Each line below that includes the word "join" is to be reported.
Dataset extract section start
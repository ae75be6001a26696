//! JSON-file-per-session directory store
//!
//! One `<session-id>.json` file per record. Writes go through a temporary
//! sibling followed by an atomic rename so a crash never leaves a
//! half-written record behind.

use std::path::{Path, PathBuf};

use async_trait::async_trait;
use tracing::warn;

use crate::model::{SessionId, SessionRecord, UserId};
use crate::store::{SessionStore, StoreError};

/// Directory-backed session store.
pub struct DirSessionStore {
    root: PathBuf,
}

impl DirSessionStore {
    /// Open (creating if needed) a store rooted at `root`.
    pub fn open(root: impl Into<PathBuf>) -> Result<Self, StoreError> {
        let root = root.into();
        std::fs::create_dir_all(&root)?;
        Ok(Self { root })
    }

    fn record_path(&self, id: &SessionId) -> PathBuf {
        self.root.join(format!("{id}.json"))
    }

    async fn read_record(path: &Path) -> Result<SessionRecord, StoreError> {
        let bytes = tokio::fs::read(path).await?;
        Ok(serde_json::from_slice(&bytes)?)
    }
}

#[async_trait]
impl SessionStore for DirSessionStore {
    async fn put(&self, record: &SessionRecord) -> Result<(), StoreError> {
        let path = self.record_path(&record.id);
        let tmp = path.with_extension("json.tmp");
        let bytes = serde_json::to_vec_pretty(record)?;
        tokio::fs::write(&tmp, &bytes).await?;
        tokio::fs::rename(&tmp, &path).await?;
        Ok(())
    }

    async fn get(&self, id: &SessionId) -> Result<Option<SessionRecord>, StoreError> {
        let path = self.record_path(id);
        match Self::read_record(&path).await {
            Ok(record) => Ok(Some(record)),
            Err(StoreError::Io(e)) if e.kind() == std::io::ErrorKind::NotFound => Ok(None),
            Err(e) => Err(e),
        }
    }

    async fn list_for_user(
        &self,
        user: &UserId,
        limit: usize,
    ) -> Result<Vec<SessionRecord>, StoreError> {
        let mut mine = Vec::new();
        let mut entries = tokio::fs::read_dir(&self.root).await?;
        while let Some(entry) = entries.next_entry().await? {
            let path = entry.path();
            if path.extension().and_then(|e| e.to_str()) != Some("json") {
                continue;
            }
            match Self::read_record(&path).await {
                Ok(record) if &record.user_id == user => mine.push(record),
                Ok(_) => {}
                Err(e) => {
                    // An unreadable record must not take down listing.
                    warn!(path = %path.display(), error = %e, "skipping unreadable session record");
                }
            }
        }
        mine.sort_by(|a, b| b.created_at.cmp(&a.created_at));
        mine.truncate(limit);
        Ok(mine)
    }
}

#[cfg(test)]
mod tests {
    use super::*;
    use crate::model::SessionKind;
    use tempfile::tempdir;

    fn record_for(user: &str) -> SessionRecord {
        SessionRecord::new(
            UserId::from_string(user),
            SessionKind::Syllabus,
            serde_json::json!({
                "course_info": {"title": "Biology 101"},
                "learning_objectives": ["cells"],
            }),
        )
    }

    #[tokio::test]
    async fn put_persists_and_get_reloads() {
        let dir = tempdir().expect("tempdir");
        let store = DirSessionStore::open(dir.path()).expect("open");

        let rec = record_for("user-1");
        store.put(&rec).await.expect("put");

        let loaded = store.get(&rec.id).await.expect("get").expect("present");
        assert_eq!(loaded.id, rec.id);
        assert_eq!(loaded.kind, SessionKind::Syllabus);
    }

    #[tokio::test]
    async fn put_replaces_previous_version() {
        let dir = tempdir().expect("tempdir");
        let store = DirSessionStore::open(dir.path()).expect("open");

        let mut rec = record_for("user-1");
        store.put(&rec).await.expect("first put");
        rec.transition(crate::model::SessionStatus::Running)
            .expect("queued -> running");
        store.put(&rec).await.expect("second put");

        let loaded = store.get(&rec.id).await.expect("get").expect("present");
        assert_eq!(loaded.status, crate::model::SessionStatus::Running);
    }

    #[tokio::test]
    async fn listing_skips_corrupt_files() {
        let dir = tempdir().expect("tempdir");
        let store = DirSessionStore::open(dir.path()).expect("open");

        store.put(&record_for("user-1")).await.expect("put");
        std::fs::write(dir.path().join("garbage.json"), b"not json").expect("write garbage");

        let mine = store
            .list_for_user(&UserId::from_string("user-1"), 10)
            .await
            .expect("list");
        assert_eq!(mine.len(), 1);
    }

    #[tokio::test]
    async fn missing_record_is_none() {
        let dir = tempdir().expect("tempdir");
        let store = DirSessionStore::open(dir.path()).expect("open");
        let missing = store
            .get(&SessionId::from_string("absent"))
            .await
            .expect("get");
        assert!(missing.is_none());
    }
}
Dataset extract section end
- **Finished exercise**:
        self.root.join(format!("{id}.json"))
        std::fs::write(dir.path().join("garbage.json"), b"not json").expect("write garbage");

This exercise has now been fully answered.